**Assignment**
Lines from the top of the entries through the line that has "corrections and the" must be duplicated exactly, and no others.

__________________________________________________

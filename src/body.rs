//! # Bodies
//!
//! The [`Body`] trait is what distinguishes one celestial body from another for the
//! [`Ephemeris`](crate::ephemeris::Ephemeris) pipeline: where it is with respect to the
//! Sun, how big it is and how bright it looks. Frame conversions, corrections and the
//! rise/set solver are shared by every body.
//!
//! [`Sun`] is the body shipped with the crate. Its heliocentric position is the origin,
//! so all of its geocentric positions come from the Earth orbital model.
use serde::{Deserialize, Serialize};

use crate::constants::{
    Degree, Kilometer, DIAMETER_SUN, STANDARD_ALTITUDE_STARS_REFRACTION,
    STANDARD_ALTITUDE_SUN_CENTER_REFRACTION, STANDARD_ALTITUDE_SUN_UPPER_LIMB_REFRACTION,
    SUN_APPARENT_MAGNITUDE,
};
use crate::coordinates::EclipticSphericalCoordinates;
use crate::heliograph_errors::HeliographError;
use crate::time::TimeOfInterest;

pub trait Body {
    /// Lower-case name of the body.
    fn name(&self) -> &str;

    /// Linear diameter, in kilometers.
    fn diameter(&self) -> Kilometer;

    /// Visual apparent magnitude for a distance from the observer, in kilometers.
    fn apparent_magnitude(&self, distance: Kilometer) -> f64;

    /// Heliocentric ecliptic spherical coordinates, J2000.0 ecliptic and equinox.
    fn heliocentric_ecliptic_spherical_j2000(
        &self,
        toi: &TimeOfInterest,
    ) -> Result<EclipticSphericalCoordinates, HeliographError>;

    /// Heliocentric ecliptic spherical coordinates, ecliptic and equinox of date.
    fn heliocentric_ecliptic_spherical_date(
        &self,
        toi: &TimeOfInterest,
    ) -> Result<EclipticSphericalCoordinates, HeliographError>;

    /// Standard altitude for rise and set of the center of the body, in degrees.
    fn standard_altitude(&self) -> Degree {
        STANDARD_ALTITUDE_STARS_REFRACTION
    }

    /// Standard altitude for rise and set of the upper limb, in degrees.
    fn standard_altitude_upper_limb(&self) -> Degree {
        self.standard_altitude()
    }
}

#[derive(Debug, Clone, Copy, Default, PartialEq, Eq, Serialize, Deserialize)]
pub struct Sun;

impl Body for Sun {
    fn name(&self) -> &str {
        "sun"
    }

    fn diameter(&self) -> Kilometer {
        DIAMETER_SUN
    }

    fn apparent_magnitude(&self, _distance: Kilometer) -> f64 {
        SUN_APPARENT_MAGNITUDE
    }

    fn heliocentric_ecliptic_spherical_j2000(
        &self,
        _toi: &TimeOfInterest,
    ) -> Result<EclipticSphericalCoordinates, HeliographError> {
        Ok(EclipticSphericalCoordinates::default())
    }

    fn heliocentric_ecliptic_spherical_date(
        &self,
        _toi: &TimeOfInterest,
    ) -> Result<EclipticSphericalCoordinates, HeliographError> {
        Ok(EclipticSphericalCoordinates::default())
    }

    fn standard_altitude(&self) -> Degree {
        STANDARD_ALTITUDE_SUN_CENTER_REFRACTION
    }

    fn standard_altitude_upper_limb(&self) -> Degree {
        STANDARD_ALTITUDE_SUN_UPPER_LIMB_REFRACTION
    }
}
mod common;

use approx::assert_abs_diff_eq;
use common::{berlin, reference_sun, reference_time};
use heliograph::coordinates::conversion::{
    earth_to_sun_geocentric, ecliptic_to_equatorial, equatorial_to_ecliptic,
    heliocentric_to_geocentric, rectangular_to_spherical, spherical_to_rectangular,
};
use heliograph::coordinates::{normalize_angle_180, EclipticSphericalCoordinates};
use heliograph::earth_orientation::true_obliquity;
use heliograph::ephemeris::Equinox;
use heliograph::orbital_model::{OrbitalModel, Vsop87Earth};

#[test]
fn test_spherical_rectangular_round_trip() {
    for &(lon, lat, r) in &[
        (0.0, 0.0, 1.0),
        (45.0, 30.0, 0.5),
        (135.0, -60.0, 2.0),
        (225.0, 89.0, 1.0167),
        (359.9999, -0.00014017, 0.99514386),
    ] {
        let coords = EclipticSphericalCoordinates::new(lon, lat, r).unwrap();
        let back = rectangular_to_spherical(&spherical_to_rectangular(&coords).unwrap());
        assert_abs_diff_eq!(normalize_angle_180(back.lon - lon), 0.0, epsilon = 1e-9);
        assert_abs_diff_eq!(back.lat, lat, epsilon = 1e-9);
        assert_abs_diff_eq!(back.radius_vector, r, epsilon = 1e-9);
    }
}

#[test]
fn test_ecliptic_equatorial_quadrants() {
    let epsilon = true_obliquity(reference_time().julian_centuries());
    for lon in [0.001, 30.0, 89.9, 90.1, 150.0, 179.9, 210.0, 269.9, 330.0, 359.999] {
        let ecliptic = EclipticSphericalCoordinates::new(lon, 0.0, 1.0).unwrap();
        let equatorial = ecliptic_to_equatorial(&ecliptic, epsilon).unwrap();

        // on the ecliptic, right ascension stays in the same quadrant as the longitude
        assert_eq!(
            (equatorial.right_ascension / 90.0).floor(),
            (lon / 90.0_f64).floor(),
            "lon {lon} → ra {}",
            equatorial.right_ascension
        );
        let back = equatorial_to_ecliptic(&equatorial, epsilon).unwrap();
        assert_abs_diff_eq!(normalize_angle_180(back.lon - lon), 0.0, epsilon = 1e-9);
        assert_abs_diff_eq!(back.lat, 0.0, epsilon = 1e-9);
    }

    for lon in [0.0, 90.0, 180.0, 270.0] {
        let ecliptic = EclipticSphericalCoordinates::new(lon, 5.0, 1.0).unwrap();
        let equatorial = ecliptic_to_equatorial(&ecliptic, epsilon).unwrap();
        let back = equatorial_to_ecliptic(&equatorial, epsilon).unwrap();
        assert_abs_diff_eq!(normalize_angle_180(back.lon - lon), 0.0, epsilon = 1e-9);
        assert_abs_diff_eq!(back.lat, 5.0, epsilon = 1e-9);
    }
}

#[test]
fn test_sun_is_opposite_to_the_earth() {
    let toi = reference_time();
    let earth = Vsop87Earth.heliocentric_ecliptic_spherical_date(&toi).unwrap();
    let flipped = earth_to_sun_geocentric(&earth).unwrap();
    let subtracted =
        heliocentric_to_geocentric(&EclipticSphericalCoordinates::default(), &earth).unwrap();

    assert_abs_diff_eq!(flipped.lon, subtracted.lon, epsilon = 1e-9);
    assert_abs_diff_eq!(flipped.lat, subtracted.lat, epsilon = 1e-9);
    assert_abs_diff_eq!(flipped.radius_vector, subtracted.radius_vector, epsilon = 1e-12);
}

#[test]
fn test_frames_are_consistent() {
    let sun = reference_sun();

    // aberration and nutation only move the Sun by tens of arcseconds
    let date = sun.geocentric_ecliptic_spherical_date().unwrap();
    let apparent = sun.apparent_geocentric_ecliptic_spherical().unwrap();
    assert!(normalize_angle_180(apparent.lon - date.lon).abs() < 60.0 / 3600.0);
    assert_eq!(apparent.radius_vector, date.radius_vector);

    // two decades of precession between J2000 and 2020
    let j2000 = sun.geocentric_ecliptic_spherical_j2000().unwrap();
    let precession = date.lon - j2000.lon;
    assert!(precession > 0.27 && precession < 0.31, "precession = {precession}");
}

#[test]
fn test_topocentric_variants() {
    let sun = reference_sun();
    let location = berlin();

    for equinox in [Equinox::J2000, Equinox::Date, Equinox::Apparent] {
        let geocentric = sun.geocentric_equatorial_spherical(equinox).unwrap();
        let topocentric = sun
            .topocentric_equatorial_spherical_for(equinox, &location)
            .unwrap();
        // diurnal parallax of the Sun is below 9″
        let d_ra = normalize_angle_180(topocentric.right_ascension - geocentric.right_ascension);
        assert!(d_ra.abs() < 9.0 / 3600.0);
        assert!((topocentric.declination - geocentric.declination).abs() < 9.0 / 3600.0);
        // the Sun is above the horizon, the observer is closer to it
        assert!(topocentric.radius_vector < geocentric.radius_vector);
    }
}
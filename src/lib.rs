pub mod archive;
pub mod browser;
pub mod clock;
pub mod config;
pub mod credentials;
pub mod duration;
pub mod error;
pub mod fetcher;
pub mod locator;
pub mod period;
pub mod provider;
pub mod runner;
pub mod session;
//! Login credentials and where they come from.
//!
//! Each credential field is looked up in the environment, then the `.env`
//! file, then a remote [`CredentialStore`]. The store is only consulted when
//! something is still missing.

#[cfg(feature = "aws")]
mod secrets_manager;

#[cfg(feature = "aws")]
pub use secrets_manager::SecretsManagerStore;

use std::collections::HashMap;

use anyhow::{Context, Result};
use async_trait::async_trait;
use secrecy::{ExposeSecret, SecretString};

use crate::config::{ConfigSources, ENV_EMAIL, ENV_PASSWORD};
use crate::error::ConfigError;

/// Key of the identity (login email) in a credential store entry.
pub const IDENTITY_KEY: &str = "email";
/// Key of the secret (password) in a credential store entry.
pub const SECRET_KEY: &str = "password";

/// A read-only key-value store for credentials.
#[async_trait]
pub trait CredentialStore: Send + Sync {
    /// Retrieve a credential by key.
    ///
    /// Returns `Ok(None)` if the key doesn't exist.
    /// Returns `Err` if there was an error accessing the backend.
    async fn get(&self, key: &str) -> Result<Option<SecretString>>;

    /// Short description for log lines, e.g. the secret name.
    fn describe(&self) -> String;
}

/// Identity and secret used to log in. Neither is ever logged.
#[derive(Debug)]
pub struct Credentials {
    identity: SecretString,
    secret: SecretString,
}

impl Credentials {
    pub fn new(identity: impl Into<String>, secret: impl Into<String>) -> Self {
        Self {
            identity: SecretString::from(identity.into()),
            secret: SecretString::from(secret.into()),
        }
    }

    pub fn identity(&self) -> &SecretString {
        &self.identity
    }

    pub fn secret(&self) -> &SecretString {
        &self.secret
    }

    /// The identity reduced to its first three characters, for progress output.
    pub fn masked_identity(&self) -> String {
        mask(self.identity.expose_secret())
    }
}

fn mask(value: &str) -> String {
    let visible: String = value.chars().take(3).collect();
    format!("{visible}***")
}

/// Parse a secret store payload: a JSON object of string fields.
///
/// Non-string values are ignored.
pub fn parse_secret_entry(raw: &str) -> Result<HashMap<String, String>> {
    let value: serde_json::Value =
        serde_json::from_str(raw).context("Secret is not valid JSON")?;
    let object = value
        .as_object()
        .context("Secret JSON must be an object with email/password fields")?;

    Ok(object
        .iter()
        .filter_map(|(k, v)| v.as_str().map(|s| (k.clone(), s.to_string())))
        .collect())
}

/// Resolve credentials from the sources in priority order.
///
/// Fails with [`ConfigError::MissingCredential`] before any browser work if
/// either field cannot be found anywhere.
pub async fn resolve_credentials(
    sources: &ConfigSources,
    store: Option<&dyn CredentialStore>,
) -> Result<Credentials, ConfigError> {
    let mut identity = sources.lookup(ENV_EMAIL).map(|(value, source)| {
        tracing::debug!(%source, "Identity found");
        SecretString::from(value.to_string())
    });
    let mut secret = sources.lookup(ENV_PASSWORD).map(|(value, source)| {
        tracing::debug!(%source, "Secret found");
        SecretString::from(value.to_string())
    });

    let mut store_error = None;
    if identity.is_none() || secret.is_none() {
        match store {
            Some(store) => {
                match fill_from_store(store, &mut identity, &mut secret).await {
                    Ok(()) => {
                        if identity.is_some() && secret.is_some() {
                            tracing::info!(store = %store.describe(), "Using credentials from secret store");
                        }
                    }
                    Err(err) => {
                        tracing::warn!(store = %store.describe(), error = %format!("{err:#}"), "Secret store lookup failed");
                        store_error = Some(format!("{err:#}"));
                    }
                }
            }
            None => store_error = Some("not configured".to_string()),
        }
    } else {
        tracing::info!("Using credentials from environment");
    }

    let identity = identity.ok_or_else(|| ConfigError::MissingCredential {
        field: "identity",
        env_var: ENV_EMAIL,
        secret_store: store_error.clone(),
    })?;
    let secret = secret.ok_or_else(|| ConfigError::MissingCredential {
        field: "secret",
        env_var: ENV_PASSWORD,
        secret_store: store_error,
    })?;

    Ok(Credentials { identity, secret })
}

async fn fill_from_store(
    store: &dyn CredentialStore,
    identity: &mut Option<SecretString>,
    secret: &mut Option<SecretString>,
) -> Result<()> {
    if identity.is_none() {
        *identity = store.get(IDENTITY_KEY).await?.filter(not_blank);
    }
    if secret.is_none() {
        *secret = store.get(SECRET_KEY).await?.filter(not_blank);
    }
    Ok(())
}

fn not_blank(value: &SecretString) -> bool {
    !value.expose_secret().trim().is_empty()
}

__________________________________________________

**Your solution**
filename src/body.rs
//! # Bodies
//!
//! The [`Body`] trait is what distinguishes one celestial body from another for the
//! [`Ephemeris`](crate::ephemeris::Ephemeris) pipeline: where it is with respect to the
//! Sun, how big it is and how bright it looks. Frame conversions, corrections and the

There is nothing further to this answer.